*** GIVEN ENTRIES ***

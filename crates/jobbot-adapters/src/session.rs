use std::path::{Path, PathBuf};

use async_trait::async_trait;
use chrono::Utc;
use jobbot_core::{normalize_listing_url, TrackerEntry};
use jobbot_storage::HttpFetcher;
use scraper::{Html, Selector};
use tokio::fs;
use tracing::{info, warn};
use url::Url;

use crate::{AdapterError, ApplyOutcome, BrowserSession, FetchedPage, SearchTarget};

/// Submission recorded by a [`FixtureSession`].
#[derive(Debug, Clone, PartialEq, Eq)]
pub struct Submission {
    pub link: String,
    pub cover_letter: String,
}

/// Replays captured pages from `<root>/<source_id>/`:
/// `search.html` for searches and `apply/<slug>.html` for application forms.
#[derive(Debug)]
pub struct FixtureSession {
    root: PathBuf,
    submissions: Vec<Submission>,
}

impl FixtureSession {
    pub fn new(root: impl Into<PathBuf>) -> Self {
        Self {
            root: root.into(),
            submissions: Vec::new(),
        }
    }

    pub fn submissions(&self) -> &[Submission] {
        &self.submissions
    }

    fn search_path(&self, source_id: &str) -> PathBuf {
        self.root.join(source_id).join("search.html")
    }

    fn apply_path(&self, source_id: &str, link: &str) -> PathBuf {
        self.root
            .join(source_id)
            .join("apply")
            .join(format!("{}.html", apply_fixture_slug(link)))
    }
}

async fn read_fixture(path: &Path) -> Result<String, AdapterError> {
    fs::read_to_string(path)
        .await
        .map_err(|source| AdapterError::Fixture {
            path: path.to_path_buf(),
            source,
        })
}

/// File stem under which an application form for `link` is captured: the last
/// path segment of the normalized link. Boards that address listings by query
/// (`viewjob?jk=<id>`) get the `jk` value appended, so each listing keeps its
/// own form.
pub fn apply_fixture_slug(link: &str) -> String {
    let normalized = normalize_listing_url(link);
    let without_query = normalized.split('?').next().unwrap_or_default();
    let segment = without_query
        .rsplit('/')
        .find(|s| !s.is_empty())
        .unwrap_or("listing");
    let job_key = Url::parse(&normalized).ok().and_then(|url| {
        url.query_pairs()
            .find(|(key, value)| key == "jk" && !value.trim().is_empty())
            .map(|(_, value)| value.trim().to_string())
    });
    let slug = match job_key {
        Some(key) => format!("{segment}-{key}"),
        None => segment.to_string(),
    };
    slug.chars()
        .map(|c| if c.is_ascii_alphanumeric() || c == '-' { c } else { '_' })
        .collect()
}

/// Checks a captured application form. Both a cover-letter field and a submit
/// control must be present for the submission to count.
fn inspect_application_form(html: &str) -> Result<ApplyOutcome, AdapterError> {
    let document = Html::parse_document(html);
    let parse = |css: &str| {
        Selector::parse(css).map_err(|e| AdapterError::Selector {
            selector: css.to_string(),
            reason: e.to_string(),
        })
    };
    let letter_field = parse("textarea")?;
    let submit = parse("button[type='submit'], [aria-label='Submit application']")?;

    if document.select(&letter_field).next().is_none() {
        return Ok(ApplyOutcome::Incomplete {
            reason: "cover letter field not found on application form".to_string(),
        });
    }
    if document.select(&submit).next().is_none() {
        return Ok(ApplyOutcome::Incomplete {
            reason: "submit control not found on application form".to_string(),
        });
    }
    Ok(ApplyOutcome::Submitted)
}

#[async_trait]
impl BrowserSession for FixtureSession {
    fn name(&self) -> &'static str {
        "fixture"
    }

    fn supports_apply(&self) -> bool {
        true
    }

    async fn open_search(&mut self, target: &SearchTarget) -> Result<FetchedPage, AdapterError> {
        let path = self.search_path(&target.source_id);
        let body = read_fixture(&path).await?;
        info!(source_id = %target.source_id, path = %path.display(), "replayed search page");
        Ok(FetchedPage {
            source_id: target.source_id.clone(),
            url: target.url.clone(),
            body,
            fetched_at: Utc::now(),
        })
    }

    async fn submit_application(
        &mut self,
        entry: &TrackerEntry,
        cover_letter: &str,
    ) -> Result<ApplyOutcome, AdapterError> {
        let path = self.apply_path(entry.source_id(), &entry.link);
        let html = read_fixture(&path).await.map_err(|err| {
            AdapterError::Apply(format!("no application form for {}: {err}", entry.link))
        })?;

        let outcome = inspect_application_form(&html)?;
        match &outcome {
            ApplyOutcome::Submitted => self.submissions.push(Submission {
                link: entry.link.clone(),
                cover_letter: cover_letter.to_string(),
            }),
            ApplyOutcome::Incomplete { reason } => {
                warn!(link = %entry.link, reason = %reason, "application form incomplete")
            }
        }
        Ok(outcome)
    }
}

/// Fetches public search pages over HTTP. Applying needs a logged-in browser
/// and is not supported.
#[derive(Debug)]
pub struct HttpSession {
    fetcher: HttpFetcher,
}

impl HttpSession {
    pub fn new(fetcher: HttpFetcher) -> Self {
        Self { fetcher }
    }
}

#[async_trait]
impl BrowserSession for HttpSession {
    fn name(&self) -> &'static str {
        "http"
    }

    fn supports_apply(&self) -> bool {
        false
    }

    async fn open_search(&mut self, target: &SearchTarget) -> Result<FetchedPage, AdapterError> {
        let resp = self.fetcher.fetch_text(&target.source_id, &target.url).await?;
        Ok(FetchedPage {
            source_id: target.source_id.clone(),
            url: resp.final_url,
            body: resp.body,
            fetched_at: Utc::now(),
        })
    }

    async fn submit_application(
        &mut self,
        _entry: &TrackerEntry,
        _cover_letter: &str,
    ) -> Result<ApplyOutcome, AdapterError> {
        Err(AdapterError::Unsupported("application submission"))
    }
}
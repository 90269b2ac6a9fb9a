//! Application lifecycle: `discovered -> eligible -> {applied | skipped | failed}`.
//!
//! `eligible` is persisted as [`ApplicationStatus::ToApply`]. Hand-entered labels
//! load as [`Stage::Closed`] and are never moved. Every mutation of a tracker
//! entry's status goes through this module.

use std::path::Path;

use chrono::{DateTime, Utc};
use jobbot_adapters::ApplyOutcome;
use jobbot_core::{ApplicationStatus, Listing, TrackerEntry};
use thiserror::Error;

use crate::filter::FilterDecision;

/// Lifecycle stage of a persisted entry. Listings that have not been admitted
/// yet have no entry.
#[derive(Debug, Clone, Copy, PartialEq, Eq)]
pub enum Stage {
    Eligible,
    Applied,
    Skipped,
    Failed,
    Closed,
}

impl From<&ApplicationStatus> for Stage {
    fn from(status: &ApplicationStatus) -> Self {
        match status {
            ApplicationStatus::ToApply => Stage::Eligible,
            ApplicationStatus::Applied => Stage::Applied,
            ApplicationStatus::Skipped => Stage::Skipped,
            ApplicationStatus::Failed => Stage::Failed,
            ApplicationStatus::Other(_) => Stage::Closed,
        }
    }
}

#[derive(Debug, Clone, PartialEq, Eq, Error)]
pub enum TransitionError {
    #[error("{link}: cannot move from {from} to {to}")]
    Invalid {
        link: String,
        from: ApplicationStatus,
        to: ApplicationStatus,
    },
    #[error("{link}: no cover letter recorded before applying")]
    MissingCoverLetter { link: String },
    #[error("{link}: cover letter path is empty")]
    EmptyCoverLetterPath { link: String },
}

fn append_note(entry: &mut TrackerEntry, note: &str) {
    let note = note.trim();
    if note.is_empty() {
        return;
    }
    if entry.notes.trim().is_empty() {
        entry.notes = note.to_string();
    } else {
        entry.notes = format!("{}; {note}", entry.notes.trim_end());
    }
}

fn require_eligible(entry: &TrackerEntry, to: ApplicationStatus) -> Result<(), TransitionError> {
    if Stage::from(&entry.status) == Stage::Eligible {
        Ok(())
    } else {
        Err(TransitionError::Invalid {
            link: entry.link.clone(),
            from: entry.status.clone(),
            to,
        })
    }
}

/// Creates the tracker entry for a newly discovered listing. Excluded
/// listings are stored as skipped with the reason in the notes.
pub fn admit_listing(listing: &Listing, decision: &FilterDecision) -> TrackerEntry {
    match decision {
        FilterDecision::Eligible => TrackerEntry::from_listing(listing, ApplicationStatus::ToApply, ""),
        FilterDecision::Excluded(reason) => {
            TrackerEntry::from_listing(listing, ApplicationStatus::Skipped, format!("Skipped: {reason}"))
        }
    }
}

pub fn record_cover_letter(entry: &mut TrackerEntry, path: &Path) -> Result<(), TransitionError> {
    require_eligible(entry, ApplicationStatus::ToApply)?;
    let path = path.display().to_string();
    if path.trim().is_empty() {
        return Err(TransitionError::EmptyCoverLetterPath {
            link: entry.link.clone(),
        });
    }
    entry.cover_letter_path = Some(path);
    Ok(())
}

pub fn mark_applied(entry: &mut TrackerEntry, at: DateTime<Utc>) -> Result<(), TransitionError> {
    require_eligible(entry, ApplicationStatus::Applied)?;
    if !entry.has_cover_letter() {
        return Err(TransitionError::MissingCoverLetter {
            link: entry.link.clone(),
        });
    }
    entry.status = ApplicationStatus::Applied;
    entry.applied_at = Some(at);
    append_note(entry, "Applied via automation");
    Ok(())
}

pub fn mark_failed(entry: &mut TrackerEntry, reason: &str) -> Result<(), TransitionError> {
    require_eligible(entry, ApplicationStatus::Failed)?;
    entry.status = ApplicationStatus::Failed;
    append_note(entry, &format!("Failed: {reason}"));
    Ok(())
}

pub fn mark_skipped(entry: &mut TrackerEntry, reason: &str) -> Result<(), TransitionError> {
    require_eligible(entry, ApplicationStatus::Skipped)?;
    entry.status = ApplicationStatus::Skipped;
    append_note(entry, &format!("Skipped: {reason}"));
    Ok(())
}

/// Applies the result of a submission attempt. Anything short of a confirmed
/// submission leaves the entry failed.
pub fn record_outcome(
    entry: &mut TrackerEntry,
    outcome: &ApplyOutcome,
    at: DateTime<Utc>,
) -> Result<ApplicationStatus, TransitionError> {
    match outcome {
        ApplyOutcome::Submitted => mark_applied(entry, at)?,
        ApplyOutcome::Incomplete { reason } => mark_failed(entry, reason)?,
    }
    Ok(entry.status.clone())
}

/// Moves every failed entry back to `to_apply`. Returns how many moved.
pub fn requeue_failed(entries: &mut [TrackerEntry]) -> usize {
    let mut moved = 0;
    for entry in entries
        .iter_mut()
        .filter(|e| e.status == ApplicationStatus::Failed)
    {
        entry.status = ApplicationStatus::ToApply;
        append_note(entry, "Requeued");
        moved += 1;
    }
    moved
}

#[cfg(test)]
mod tests {
    use super::*;
    use crate::filter::ExclusionReason;
    use chrono::TimeZone;
    use jobbot_core::RawListing;

    fn at() -> DateTime<Utc> {
        Utc.with_ymd_and_hms(2026, 3, 2, 9, 30, 0).single().unwrap()
    }

    fn listing() -> Listing {
        Listing::from_raw(
            RawListing {
                source_id: "linkedin".into(),
                native_id: Some("42".into()),
                title: Some("Python Developer".into()),
                company: Some("Globex".into()),
                location: None,
                url: Some("https://www.linkedin.com/jobs/view/42".into()),
            },
            at(),
        )
        .unwrap()
    }

    fn eligible() -> TrackerEntry {
        admit_listing(&listing(), &FilterDecision::Eligible)
    }

    #[test]
    fn excluded_listing_is_admitted_as_skipped_with_reason() {
        let entry = admit_listing(
            &listing(),
            &FilterDecision::Excluded(ExclusionReason::ExcludedCompany("globex".into())),
        );
        assert_eq!(entry.status, ApplicationStatus::Skipped);
        assert!(entry.notes.contains("excluded company 'globex'"));
    }

    #[test]
    fn applied_requires_recorded_cover_letter() {
        let mut entry = eligible();
        let err = mark_applied(&mut entry, at()).unwrap_err();
        assert!(matches!(err, TransitionError::MissingCoverLetter { .. }));
        assert_eq!(entry.status, ApplicationStatus::ToApply);

        record_cover_letter(&mut entry, Path::new("/letters/Cover_Letter_Globex_Python_Developer.txt")).unwrap();
        mark_applied(&mut entry, at()).unwrap();
        assert_eq!(entry.status, ApplicationStatus::Applied);
        assert_eq!(entry.applied_at, Some(at()));
    }

    #[test]
    fn empty_cover_letter_path_is_rejected() {
        let mut entry = eligible();
        let err = record_cover_letter(&mut entry, Path::new("")).unwrap_err();
        assert!(matches!(err, TransitionError::EmptyCoverLetterPath { .. }));
        assert!(!entry.has_cover_letter());
    }

    #[test]
    fn incomplete_submission_is_failed_not_applied() {
        let mut entry = eligible();
        record_cover_letter(&mut entry, Path::new("/letters/a.txt")).unwrap();
        let status = record_outcome(
            &mut entry,
            &ApplyOutcome::Incomplete {
                reason: "cover letter field not found".into(),
            },
            at(),
        )
        .unwrap();
        assert_eq!(status, ApplicationStatus::Failed);
        assert_eq!(entry.applied_at, None);
        assert!(entry.notes.contains("cover letter field not found"));
    }

    #[test]
    fn applied_is_terminal() {
        let mut entry = eligible();
        record_cover_letter(&mut entry, Path::new("/letters/a.txt")).unwrap();
        record_outcome(&mut entry, &ApplyOutcome::Submitted, at()).unwrap();

        let err = mark_failed(&mut entry, "late error").unwrap_err();
        assert_eq!(
            err,
            TransitionError::Invalid {
                link: entry.link.clone(),
                from: ApplicationStatus::Applied,
                to: ApplicationStatus::Failed,
            }
        );
        assert_eq!(requeue_failed(std::slice::from_mut(&mut entry)), 0);
        assert_eq!(entry.status, ApplicationStatus::Applied);
    }

    #[test]
    fn failed_entries_can_be_requeued() {
        let mut entries = vec![eligible(), eligible()];
        mark_failed(&mut entries[0], "timeout").unwrap();
        mark_skipped(&mut entries[1], "not easy apply").unwrap();

        assert_eq!(requeue_failed(&mut entries), 1);
        assert_eq!(entries[0].status, ApplicationStatus::ToApply);
        assert_eq!(entries[0].notes, "Failed: timeout; Requeued");
        assert_eq!(entries[1].status, ApplicationStatus::Skipped);
    }

    #[test]
    fn hand_entered_status_is_closed() {
        let mut entry = eligible();
        entry.status = ApplicationStatus::Other("Interviewing".into());
        assert_eq!(Stage::from(&entry.status), Stage::Closed);

        record_cover_letter(&mut entry, Path::new("/letters/a.txt")).unwrap_err();
        assert!(mark_failed(&mut entry, "timeout").is_err());
        assert_eq!(requeue_failed(std::slice::from_mut(&mut entry)), 0);
        assert_eq!(entry.status.label(), "Interviewing");
    }
}
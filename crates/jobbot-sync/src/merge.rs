use std::collections::HashSet;

use jobbot_core::{Listing, TrackerEntry};
use tracing::debug;

/// Set of identity keys already present in the tracker or emitted this run.
#[derive(Debug, Default, Clone)]
pub struct MergeEngine {
    known: HashSet<String>,
}

#[derive(Debug, Default, Clone, PartialEq, Eq)]
pub struct MergeOutcome {
    pub new_listings: Vec<Listing>,
    pub duplicates: usize,
}

impl MergeEngine {
    pub fn from_entries(entries: &[TrackerEntry]) -> Self {
        let mut known = HashSet::with_capacity(entries.len() * 2);
        for entry in entries {
            known.extend(entry.identity_keys());
        }
        Self { known }
    }

    pub fn is_known(&self, keys: &[String]) -> bool {
        keys.iter().any(|k| self.known.contains(k))
    }

    /// Registers `keys` and returns true when none of them was known yet.
    pub fn admit_keys(&mut self, keys: Vec<String>) -> bool {
        if keys.is_empty() || self.is_known(&keys) {
            return false;
        }
        self.known.extend(keys);
        true
    }

    pub fn admit(&mut self, listing: &Listing) -> bool {
        self.admit_keys(listing.identity_keys())
    }

    /// Keeps the listings that are new against the tracker, in scrape order.
    /// First occurrence wins.
    pub fn merge(&mut self, scraped: impl IntoIterator<Item = Listing>) -> MergeOutcome {
        let mut outcome = MergeOutcome::default();
        for listing in scraped {
            if self.admit(&listing) {
                outcome.new_listings.push(listing);
            } else {
                debug!(id = %listing.id, url = %listing.url, "duplicate listing dropped");
                outcome.duplicates += 1;
            }
        }
        outcome
    }
}

pub fn merge_new_listings(existing: &[TrackerEntry], scraped: impl IntoIterator<Item = Listing>) -> MergeOutcome {
    MergeEngine::from_entries(existing).merge(scraped)
}

/// Collapses rows that share an identity, keeping the first. Returns the kept
/// rows and the number removed.
pub fn dedupe_entries(entries: Vec<TrackerEntry>) -> (Vec<TrackerEntry>, usize) {
    let mut engine = MergeEngine::default();
    let before = entries.len();
    let kept = entries
        .into_iter()
        .filter(|entry| {
            let keys = entry.identity_keys();
            // rows with no usable link or id cannot collide with anything
            keys.is_empty() || engine.admit_keys(keys)
        })
        .collect::<Vec<_>>();
    let removed = before - kept.len();
    (kept, removed)
}

#[cfg(test)]
mod tests {
    use super::*;
    use chrono::{TimeZone, Utc};
    use jobbot_core::{ApplicationStatus, RawListing};

    fn listing(source: &str, native_id: Option<&str>, url: &str, title: &str) -> Listing {
        Listing::from_raw(
            RawListing {
                source_id: source.into(),
                native_id: native_id.map(Into::into),
                title: Some(title.into()),
                company: Some("Acme".into()),
                location: None,
                url: Some(url.into()),
            },
            Utc.with_ymd_and_hms(2026, 3, 2, 9, 0, 0).single().unwrap(),
        )
        .unwrap()
    }

    fn store_with(listings: &[Listing]) -> Vec<TrackerEntry> {
        listings
            .iter()
            .map(|l| TrackerEntry::from_listing(l, ApplicationStatus::ToApply, ""))
            .collect()
    }

    fn apply_merge(store: &[TrackerEntry], scraped: &[Listing]) -> Vec<TrackerEntry> {
        let mut next = store.to_vec();
        let outcome = merge_new_listings(store, scraped.iter().cloned());
        next.extend(store_with(&outcome.new_listings));
        next
    }

    #[test]
    fn only_unseen_listing_is_new() {
        let a = listing("wellfound", None, "https://wellfound.com/jobs/a", "Python Developer");
        let b = listing("wellfound", None, "https://wellfound.com/jobs/b", "Data Analyst");
        let store = store_with(&[a.clone()]);

        let outcome = merge_new_listings(&store, vec![a, b.clone()]);

        assert_eq!(outcome.new_listings, vec![b]);
        assert_eq!(outcome.duplicates, 1);
    }

    #[test]
    fn merge_is_idempotent() {
        let store = store_with(&[listing("indeed", Some("k1"), "https://www.indeed.com/viewjob?jk=k1", "A")]);
        let scraped = vec![
            listing("indeed", Some("k1"), "https://www.indeed.com/viewjob?jk=k1", "A"),
            listing("indeed", Some("k2"), "https://www.indeed.com/viewjob?jk=k2", "B"),
        ];

        let once = apply_merge(&store, &scraped);
        let twice = apply_merge(&once, &scraped);

        assert_eq!(once.len(), 2);
        assert_eq!(once, twice);
    }

    #[test]
    fn first_occurrence_wins_within_a_run() {
        let first = listing("linkedin", None, "https://www.linkedin.com/jobs/view/9?trk=a", "First");
        let second = listing("indeed", None, "https://www.linkedin.com/jobs/view/9/?utm_source=x", "Second");

        let outcome = merge_new_listings(&[], vec![first.clone(), second]);

        assert_eq!(outcome.new_listings, vec![first]);
        assert_eq!(outcome.duplicates, 1);
    }

    #[test]
    fn shared_native_id_is_a_duplicate_even_with_new_url() {
        let store = store_with(&[listing("linkedin", Some("3791"), "https://www.linkedin.com/jobs/view/3791", "A")]);
        let moved = listing("linkedin", Some("3791"), "https://www.linkedin.com/jobs/view/3791-python", "A");

        assert!(merge_new_listings(&store, vec![moved]).new_listings.is_empty());
    }

    #[test]
    fn same_native_id_on_two_boards_is_two_listings() {
        let linkedin = listing("linkedin", Some("100"), "https://www.linkedin.com/jobs/view/100", "Python Developer");
        let indeed = listing("indeed", Some("100"), "https://www.indeed.com/viewjob?jk=100", "Python Developer");

        let outcome = merge_new_listings(&[], vec![linkedin.clone(), indeed.clone()]);
        assert_eq!(outcome.new_listings, vec![linkedin.clone(), indeed.clone()]);
        assert_eq!(outcome.duplicates, 0);

        let again = merge_new_listings(&store_with(&[linkedin, indeed.clone()]), vec![indeed]);
        assert!(again.new_listings.is_empty());
    }

    #[test]
    fn merged_store_has_unique_identities() {
        let scraped = (0..5)
            .map(|i| listing("wellfound", None, &format!("https://wellfound.com/jobs/{}", i % 3), "Dev"))
            .collect::<Vec<_>>();
        let merged = apply_merge(&[], &scraped);

        let mut seen = HashSet::new();
        for entry in &merged {
            for key in entry.identity_keys() {
                assert!(seen.insert(key), "identity repeated after merge");
            }
        }
        assert_eq!(merged.len(), 3);
    }

    #[test]
    fn dedupe_entries_keeps_first_row_per_identity() {
        let a = listing("wellfound", None, "https://wellfound.com/jobs/a", "Python Developer");
        let mut rows = store_with(&[a.clone(), a.clone()]);
        rows[1].status = ApplicationStatus::Applied;
        rows[1].listing_id = None;

        let (kept, removed) = dedupe_entries(rows);

        assert_eq!(removed, 1);
        assert_eq!(kept.len(), 1);
        assert_eq!(kept[0].status, ApplicationStatus::ToApply);
    }
}
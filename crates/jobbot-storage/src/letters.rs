use std::path::PathBuf;

use tracing::debug;

use crate::{write_atomic, StoreError};

/// Plain-text cover letter artifacts, one file per (company, position).
#[derive(Debug, Clone)]
pub struct LetterStore {
    root: PathBuf,
}

impl LetterStore {
    pub fn new(root: impl Into<PathBuf>) -> Self {
        Self { root: root.into() }
    }

    pub fn path_for(&self, company: &str, position: &str) -> PathBuf {
        self.root.join(cover_letter_file_name(company, position))
    }

    /// Writes (or rewrites) the letter and returns its path.
    pub async fn store(&self, company: &str, position: &str, text: &str) -> Result<PathBuf, StoreError> {
        let path = self.path_for(company, position);
        write_atomic(&path, text.as_bytes()).await?;
        debug!(path = %path.display(), bytes = text.len(), "cover letter stored");
        Ok(path)
    }
}

/// `Cover_Letter_{Company}_{Position}.txt` with filesystem-unsafe characters collapsed to `_`.
pub fn cover_letter_file_name(company: &str, position: &str) -> String {
    format!(
        "Cover_Letter_{}_{}.txt",
        file_component(company, "Unknown_Company"),
        file_component(position, "Unknown_Position")
    )
}

fn file_component(input: &str, fallback: &str) -> String {
    let mut out = String::with_capacity(input.len());
    for c in input.trim().chars() {
        if c.is_ascii_alphanumeric() || c == '-' {
            out.push(c);
        } else if !out.ends_with('_') {
            out.push('_');
        }
    }
    let out = out.trim_matches('_');
    if out.is_empty() {
        fallback.to_string()
    } else {
        out.to_string()
    }
}

#[cfg(test)]
mod tests {
    use super::*;
    use tempfile::tempdir;

    #[test]
    fn file_names_are_deterministic_and_safe() {
        assert_eq!(
            cover_letter_file_name("PCs for People", "Sr. Engineer / Backend"),
            "Cover_Letter_PCs_for_People_Sr_Engineer_Backend.txt"
        );
        assert_eq!(
            cover_letter_file_name("  ", "Data-Analyst"),
            "Cover_Letter_Unknown_Company_Data-Analyst.txt"
        );
    }

    #[tokio::test]
    async fn store_overwrites_same_listing_letter() {
        let dir = tempdir().expect("tempdir");
        let store = LetterStore::new(dir.path().join("letters"));

        let first = store.store("Acme", "Dev", "v1").await.expect("first");
        let second = store.store("Acme", "Dev", "v2").await.expect("second");

        assert_eq!(first, second);
        assert_eq!(std::fs::read_to_string(&second).unwrap(), "v2");
    }
}
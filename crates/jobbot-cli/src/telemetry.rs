use thiserror::Error;
use tracing_subscriber::filter::ParseError;
use tracing_subscriber::EnvFilter;

pub const LOG_ENV: &str = "JOBBOT_LOG";
pub const DEFAULT_FILTER: &str = "info";

#[derive(Debug, Error)]
pub enum TelemetryError {
    #[error("invalid JOBBOT_LOG filter '{value}'")]
    EnvFilter {
        value: String,
        #[source]
        source: ParseError,
    },
    #[error("telemetry error: {0}")]
    Subscriber(#[source] Box<dyn std::error::Error + Send + Sync>),
}

pub fn build_filter(value: &str) -> Result<EnvFilter, TelemetryError> {
    EnvFilter::try_new(value).map_err(|source| TelemetryError::EnvFilter {
        value: value.to_string(),
        source,
    })
}

/// Installs the global fmt subscriber, filtered by `JOBBOT_LOG` (default `info`).
pub fn init() -> Result<(), TelemetryError> {
    let value = std::env::var(LOG_ENV)
        .ok()
        .filter(|v| !v.trim().is_empty())
        .unwrap_or_else(|| DEFAULT_FILTER.to_string());

    tracing_subscriber::fmt()
        .with_env_filter(build_filter(&value)?)
        .with_target(false)
        .compact()
        .try_init()
        .map_err(TelemetryError::Subscriber)
}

***

Write out exactly the lines between the start of the entries and the line containing "Submission recorded by", including that line and the first one.

-- RESPONSE BELOW --
filename crates/jobbot-adapters/src/session.rs
use std::path::{Path, PathBuf};

use async_trait::async_trait;
use chrono::Utc;
use jobbot_core::{normalize_listing_url, TrackerEntry};
use jobbot_storage::HttpFetcher;
use scraper::{Html, Selector};
use tokio::fs;
use tracing::{info, warn};
use url::Url;

use crate::{AdapterError, ApplyOutcome, BrowserSession, FetchedPage, SearchTarget};

/// Submission recorded by a [`FixtureSession`].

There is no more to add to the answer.